Work item: Locate every line in the records below that holds the word "Some" and return each one.

Recorded data:
# # # # # # #

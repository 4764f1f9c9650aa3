//! Integration tests for environment configuration.

use penguin_cup::GameConfig;
use std::collections::HashMap;
use std::path::PathBuf;
use std::time::Duration;

fn config_from(vars: &[(&str, &str)]) -> Result<GameConfig, penguin_cup::ConfigError> {
    let map: HashMap<String, String> = vars
        .iter()
        .map(|(k, v)| (k.to_string(), v.to_string()))
        .collect();
    GameConfig::from_lookup(|key| map.get(key).cloned())
}

#[test]
fn defaults_when_nothing_is_set() {
    let config = config_from(&[]).unwrap();
    assert_eq!(config, GameConfig::default());
    assert_eq!(config.host, "0.0.0.0");
    assert_eq!(config.port, 8080);
    assert_eq!(config.field_size, 16);
    assert_eq!(config.frame_interval(), Duration::from_secs(1) / 60);
    assert_eq!(config.load_roster().unwrap().len(), 20);
}

#[test]
fn reads_every_variable() {
    let config = config_from(&[
        ("HOST", "127.0.0.1"),
        ("PORT", "9000"),
        ("CUP_FIELD_SIZE", "8"),
        ("QUICK_MATCH_TEAM_ID", "7"),
        ("FRAME_RATE", "30"),
        ("SESSION_IDLE_HOURS", "2"),
        ("ROSTER_CSV", "teams.csv"),
        ("RNG_SEED", "42"),
    ])
    .unwrap();
    assert_eq!(config.host, "127.0.0.1");
    assert_eq!(config.port, 9000);
    assert_eq!(config.field_size, 8);
    assert_eq!(config.quick_match_team_id, 7);
    assert_eq!(config.frame_rate, 30);
    assert_eq!(config.session_idle, Duration::from_secs(2 * 3600));
    assert_eq!(config.roster_csv, Some(PathBuf::from("teams.csv")));
    assert_eq!(config.rng_seed, Some(42));
}

#[test]
fn empty_values_keep_defaults() {
    let config = config_from(&[("PORT", ""), ("RNG_SEED", "  ")]).unwrap();
    assert_eq!(config.port, 8080);
    assert_eq!(config.rng_seed, None);
}

#[test]
fn rejects_bad_values() {
    for (key, value) in [
        ("CUP_FIELD_SIZE", "12"),
        ("CUP_FIELD_SIZE", "32"),
        ("CUP_FIELD_SIZE", "many"),
        ("PORT", "70000"),
        ("FRAME_RATE", "0"),
        ("SESSION_IDLE_HOURS", "0"),
        ("RNG_SEED", "-1"),
    ] {
        let err = config_from(&[(key, value)]).unwrap_err();
        assert_eq!(err.key, key);
    }
}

# # # # # # #

Answer to this exercise:
    assert_eq!(config.roster_csv, Some(PathBuf::from("teams.csv")));
    assert_eq!(config.rng_seed, Some(42));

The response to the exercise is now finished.